|
|
|
|
|
by georgeorwell
4898 days ago
|
|
I used the word extreme in the assembly language argument to indicate
that I understood you weren't actually advocating people program in
assembly. So I don't consider it a straw man. Rather, it was an
example of extremely flexible control flow. Sometimes this is what
you need. Sometimes you need to modify the stack so that a function
is called in a different way. Sometimes gotos can provide
significantly more efficient code. Sometimes vtables are too
expensive. Rails is at the opposite end of the spectrum, it is very
rigid. As a refutation to your argument against rigid code, a lot of
people consider Rails code to be debuggable and maintainable.

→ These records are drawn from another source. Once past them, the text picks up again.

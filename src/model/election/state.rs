use mongodb::bson::{to_bson, Bson};
use serde::{Deserialize, Serialize};

/// States in the election lifecycle.
///
/// `draft → published → open ⇄ paused → closed → archived`; hard deletion is
/// not a state but a cascading removal, reachable from any state.
#[derive(Debug, Copy, Clone, PartialEq, Eq, Serialize, Deserialize)]
pub enum ElectionState {
    /// Still being put together; only admins can see it.
    Draft,
    /// Announced with its question and answers frozen; not yet taking votes.
    Published,
    /// Taking votes.
    Open,
    /// Temporarily not taking votes; existing credentials stay valid.
    Paused,
    /// No longer taking votes.
    Closed,
    /// Hidden from default listings, data retained.
    Archived,
}

impl ElectionState {
    pub const ALL: [ElectionState; 6] = [
        Self::Draft,
        Self::Published,
        Self::Open,
        Self::Paused,
        Self::Closed,
        Self::Archived,
    ];

    /// The transition table. Everything not listed here is a state error.
    /// `Archived → Closed` is the unarchive transition and is restricted to
    /// superadmins at the capability level.
    pub fn can_transition(self, next: ElectionState) -> bool {
        use ElectionState::*;
        matches!(
            (self, next),
            (Draft, Published)
                | (Published, Open)
                | (Open, Paused)
                | (Paused, Open)
                | (Open, Closed)
                | (Paused, Closed)
                | (Closed, Archived)
                | (Archived, Closed)
        )
    }
}

impl From<ElectionState> for Bson {
    fn from(state: ElectionState) -> Self {
        to_bson(&state).expect("Serialisation is infallible")
    }
}

#[cfg(test)]
mod tests {
    use super::*;
    use ElectionState::*;

    /// Only the transitions in the table succeed; every other pair fails.
    #[test]
    fn transition_table_is_exhaustive() {
        let allowed = [
            (Draft, Published),
            (Published, Open),
            (Open, Paused),
            (Paused, Open),
            (Open, Closed),
            (Paused, Closed),
            (Closed, Archived),
            (Archived, Closed),
        ];

        for from in ElectionState::ALL {
            for to in ElectionState::ALL {
                let expected = allowed.contains(&(from, to));
                assert_eq!(
                    from.can_transition(to),
                    expected,
                    "transition {from:?} -> {to:?}"
                );
            }
        }
    }

    #[test]
    fn no_self_transitions() {
        for state in ElectionState::ALL {
            assert!(!state.can_transition(state));
        }
    }

    #[test]
    fn pause_is_reversible() {
        assert!(Open.can_transition(Paused));
        assert!(Paused.can_transition(Open));
    }
}
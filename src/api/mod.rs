mod admin;
mod auth;
mod voting;

pub use admin::{DeleteRequest, OpenResponse, PublishSpec};
pub use voting::{BallotReceipt, CredentialResponse, VoteRequest};

/// All the API endpoints.
pub fn routes() -> Vec<rocket::Route> {
    routes![
        auth::admin_login,
        auth::logout,
        admin::create_election,
        admin::list_elections_admin,
        admin::list_elections_voter,
        admin::get_election_admin,
        admin::get_election_voter,
        admin::publish,
        admin::open,
        admin::pause,
        admin::resume,
        admin::close,
        admin::archive,
        admin::unarchive,
        admin::delete_election,
        admin::audit_trail,
        voting::request_token,
        voting::cast_vote,
        voting::results_admin,
        voting::results_voter,
    ]
}
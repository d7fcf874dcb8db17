use chrono::{DateTime, Utc};
use serde::{Deserialize, Serialize};

use crate::model::election::{Answer, Election, ElectionCore, ElectionState, VotingMethod};
use crate::model::mongodb::Id;

/// An election as admins create it via the API. Drafts may be incomplete;
/// the completeness rules only bite at publish time.
#[derive(Debug, Clone, Deserialize, Serialize)]
pub struct ElectionSpec {
    pub title: String,
    pub question: String,
    pub answers: Vec<String>,
    pub method: VotingMethod,
    pub voting_start: Option<DateTime<Utc>>,
    pub voting_end: Option<DateTime<Utc>>,
}

impl ElectionSpec {
    /// Turn the spec into a draft record, assigning answer IDs in order.
    pub fn into_draft(self, created_by: Id, now: DateTime<Utc>) -> ElectionCore {
        ElectionCore {
            title: self.title,
            question: self.question,
            answers: self
                .answers
                .into_iter()
                .zip(1..)
                .map(|(text, id)| Answer { id, text })
                .collect(),
            method: self.method,
            state: ElectionState::Draft,
            voting_start: self.voting_start,
            voting_end: self.voting_end,
            created_by,
            created_at: now,
            updated_at: now,
        }
    }
}

/// An election as the API presents it.
#[derive(Debug, Clone, Serialize, Deserialize)]
pub struct ElectionDescription {
    pub id: Id,
    pub title: String,
    pub question: String,
    pub answers: Vec<Answer>,
    pub method: VotingMethod,
    pub state: ElectionState,
    pub voting_start: Option<DateTime<Utc>>,
    pub voting_end: Option<DateTime<Utc>>,
}

impl From<Election> for ElectionDescription {
    fn from(election: Election) -> Self {
        Self {
            id: election.id,
            title: election.election.title,
            question: election.election.question,
            answers: election.election.answers,
            method: election.election.method,
            state: election.election.state,
            voting_start: election.election.voting_start,
            voting_end: election.election.voting_end,
        }
    }
}

#[cfg(test)]
mod tests {
    use super::*;

    #[test]
    fn draft_conversion_assigns_sequential_answer_ids() {
        let spec = ElectionSpec {
            title: "AGM ballot".to_string(),
            question: "Accept the annual accounts?".to_string(),
            answers: vec!["Yes".to_string(), "No".to_string()],
            method: VotingMethod::SingleChoice,
            voting_start: None,
            voting_end: None,
        };

        let now = Utc::now();
        let draft = spec.into_draft(Id::default(), now);

        assert_eq!(draft.state, ElectionState::Draft);
        assert_eq!(
            draft.answers,
            vec![
                Answer {
                    id: 1,
                    text: "Yes".to_string()
                },
                Answer {
                    id: 2,
                    text: "No".to_string()
                },
            ]
        );
        assert_eq!(draft.created_at, now);
    }
}
//! databricks-mcp - Databricks catalog browsing and SQL execution as MCP tools.
//!
//! This library exposes the core modules for use in integration tests.

pub mod cli;
pub mod client;
pub mod config;
pub mod error;
pub mod logging;
pub mod server;
pub mod statement;
pub mod tools;
//! Tool definitions for declarative tool metadata.
//!
//! Every tool the server exposes is listed once in [`TOOLS`]. The table drives
//! both the advertised JSON Schema and dispatch, so a tool cannot be callable
//! without being listed or listed without being callable.

use serde::{Deserialize, Serialize};
use serde_json::{json, Map, Value};

/// Default regular expression for `list_tables`; matches everything.
pub const DEFAULT_TABLE_NAME_PATTERN: &str = ".*";
/// Whether `list_tables` leaves table properties out by default.
pub const DEFAULT_OMIT_PROPERTIES: bool = true;
/// Whether `list_tables` leaves column details out by default.
pub const DEFAULT_OMIT_COLUMNS: bool = false;
/// Default cap on tables returned by `list_tables`.
pub const DEFAULT_MAX_RESULTS: u64 = 10;
/// Default poll budget for `execute_sql`, in seconds.
pub const DEFAULT_EXECUTION_TIMEOUT_SECS: u64 = 60;
/// Default row cap for `execute_sql`.
pub const DEFAULT_MAX_ROWS: u64 = 100;

/// Type of a tool parameter.
#[derive(Debug, Clone, Copy, PartialEq, Eq)]
pub enum ParamType {
    String,
    Integer,
    Boolean,
}

impl ParamType {
    /// Returns the JSON Schema type name.
    pub fn schema_type(&self) -> &'static str {
        match self {
            Self::String => "string",
            Self::Integer => "integer",
            Self::Boolean => "boolean",
        }
    }
}

/// Default value advertised for an optional parameter.
#[derive(Debug, Clone, Copy, PartialEq, Eq)]
pub enum ParamDefault {
    Str(&'static str),
    Int(u64),
    Bool(bool),
}

impl ParamDefault {
    fn to_json(self) -> Value {
        match self {
            Self::Str(s) => json!(s),
            Self::Int(n) => json!(n),
            Self::Bool(b) => json!(b),
        }
    }
}

/// Definition of a tool parameter.
#[derive(Debug, Clone)]
pub struct ParamDef {
    pub name: &'static str,
    pub description: &'static str,
    pub param_type: ParamType,
    pub required: bool,
    pub default: Option<ParamDefault>,
}

/// Which handler serves a tool.
#[derive(Debug, Clone, Copy, PartialEq, Eq)]
pub enum ToolKind {
    ListCatalogs,
    ListSchemas,
    ListTables,
    GetTable,
    ExecuteSql,
    ListWarehouses,
}

/// Definition of a tool.
#[derive(Debug, Clone)]
pub struct ToolDef {
    pub name: &'static str,
    pub description: &'static str,
    pub params: &'static [ParamDef],
    pub kind: ToolKind,
}

/// All tool definitions, in advertised order.
pub static TOOLS: &[ToolDef] = &[
    ToolDef {
        name: "list_catalogs",
        description: "Lists all catalogs available in the Databricks workspace",
        params: &[],
        kind: ToolKind::ListCatalogs,
    },
    ToolDef {
        name: "list_schemas",
        description: "Lists all schemas in a specified Databricks catalog",
        params: &[ParamDef {
            name: "catalog",
            description: "Name of the catalog to list schemas from",
            param_type: ParamType::String,
            required: true,
            default: None,
        }],
        kind: ToolKind::ListSchemas,
    },
    ToolDef {
        name: "list_tables",
        description: "Lists tables in a Databricks catalog and schema, optionally \
                      filtered by a regular expression on the table name",
        params: &[
            ParamDef {
                name: "catalog",
                description: "Name of the catalog containing the schema",
                param_type: ParamType::String,
                required: true,
                default: None,
            },
            ParamDef {
                name: "schema",
                description: "Name of the schema to list tables from",
                param_type: ParamType::String,
                required: true,
                default: None,
            },
            ParamDef {
                name: "table_name_pattern",
                description: "Regular expression matched against the table name",
                param_type: ParamType::String,
                required: false,
                default: Some(ParamDefault::Str(DEFAULT_TABLE_NAME_PATTERN)),
            },
            ParamDef {
                name: "omit_properties",
                description: "Leave table properties out of the response",
                param_type: ParamType::Boolean,
                required: false,
                default: Some(ParamDefault::Bool(DEFAULT_OMIT_PROPERTIES)),
            },
            ParamDef {
                name: "omit_columns",
                description: "Leave column details out of the response",
                param_type: ParamType::Boolean,
                required: false,
                default: Some(ParamDefault::Bool(DEFAULT_OMIT_COLUMNS)),
            },
            ParamDef {
                name: "max_results",
                description: "Maximum number of tables to return (0 for all)",
                param_type: ParamType::Integer,
                required: false,
                default: Some(ParamDefault::Int(DEFAULT_MAX_RESULTS)),
            },
        ],
        kind: ToolKind::ListTables,
    },
    ToolDef {
        name: "get_table",
        description: "Gets detailed information about a single Databricks table",
        params: &[ParamDef {
            name: "full_name",
            description: "Full name of the table in format 'catalog.schema.table'",
            param_type: ParamType::String,
            required: true,
            default: None,
        }],
        kind: ToolKind::GetTable,
    },
    ToolDef {
        name: "execute_sql",
        description: "Executes a SQL statement on a Databricks SQL warehouse and \
                      returns the results",
        params: &[
            ParamDef {
                name: "statement",
                description: "SQL statement to execute",
                param_type: ParamType::String,
                required: true,
                default: None,
            },
            ParamDef {
                name: "execution_timeout_seconds",
                description: "Maximum time to wait for the statement to complete",
                param_type: ParamType::Integer,
                required: false,
                default: Some(ParamDefault::Int(DEFAULT_EXECUTION_TIMEOUT_SECS)),
            },
            ParamDef {
                name: "max_rows",
                description: "Maximum number of rows to return (0 for no limit)",
                param_type: ParamType::Integer,
                required: false,
                default: Some(ParamDefault::Int(DEFAULT_MAX_ROWS)),
            },
            ParamDef {
                name: "warehouse_id",
                description: "SQL warehouse to run on; empty selects the first available",
                param_type: ParamType::String,
                required: false,
                default: Some(ParamDefault::Str("")),
            },
        ],
        kind: ToolKind::ExecuteSql,
    },
    ToolDef {
        name: "list_warehouses",
        description: "Lists all SQL warehouses available in the Databricks workspace",
        params: &[],
        kind: ToolKind::ListWarehouses,
    },
];

/// Looks up a tool by name.
pub fn find_tool(name: &str) -> Option<&'static ToolDef> {
    TOOLS.iter().find(|tool| tool.name == name)
}

/// Tool descriptor as advertised by `tools/list`.
#[derive(Debug, Clone, Serialize, Deserialize, PartialEq)]
#[serde(rename_all = "camelCase")]
pub struct ToolDefinition {
    pub name: String,
    pub description: String,
    pub input_schema: Value,
}

impl ToolDef {
    /// Renders the JSON Schema for this tool's arguments.
    pub fn input_schema(&self) -> Value {
        let mut properties = Map::new();
        for param in self.params {
            let mut schema = Map::new();
            schema.insert("type".to_string(), json!(param.param_type.schema_type()));
            schema.insert("description".to_string(), json!(param.description));
            if let Some(default) = param.default {
                schema.insert("default".to_string(), default.to_json());
            }
            if param.param_type == ParamType::Integer {
                schema.insert("minimum".to_string(), json!(0));
            }
            properties.insert(param.name.to_string(), Value::Object(schema));
        }

        let required: Vec<&str> = self
            .params
            .iter()
            .filter(|p| p.required)
            .map(|p| p.name)
            .collect();

        json!({
            "type": "object",
            "properties": properties,
            "required": required,
        })
    }

    pub fn to_definition(&self) -> ToolDefinition {
        ToolDefinition {
            name: self.name.to_string(),
            description: self.description.to_string(),
            input_schema: self.input_schema(),
        }
    }
}

/// Returns the descriptors for every tool.
pub fn tool_definitions() -> Vec<ToolDefinition> {
    TOOLS.iter().map(ToolDef::to_definition).collect()
}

Personally, I like a middle ground and try to be aware of the costs
and benefits of making and using cookie cutters, an example of which
is chained ?:. I was not asking questions to "destroy your argument", I was trying to
establish different contributors to rigidity / flexibility. It seemed
to me that in your argument you were dismissing rigidity - certainly
you weren't praising it - and I wanted to point out that in the use of
any control flow more complicated than test and branch you are in fact
relying on rigidity. If this is a "straw man" in your eyes, then so
be it. Having functions introduces rigidity! Even if-else enforces
some things. If anything, I was just actually interested in the
topic, because I hadn't really thought much about the tradeoffs of
rigid vs. flexible in those specific terms and I wanted to explore
them a bit. What if I revealed myself to you, and then you were like, oh shit, I
better take what he says a little bit more seriously, wouldn't that
just be embarrassing? I don't want to do that to you. |
|
About this:
"Plus, I mean, what if I revealed myself to you, and then you were like, oh shit, I better take what he says a little bit more seriously, wouldn't that just be embarrassing? I don't want to do that to you."
No, by all means, go ahead. I am interested in having a productive discussion about programming, so if you can share your experience in a way that convinces me, I am totally open to it. If it turns out I am wrong, I won't be embarrassed, I will just change my opinion so that I am not wrong any more. This is how one becomes a good programmer in the first place: by paying attention to what is empirically true, rather than what one is originally taught or what seems exciting or what is in theory better.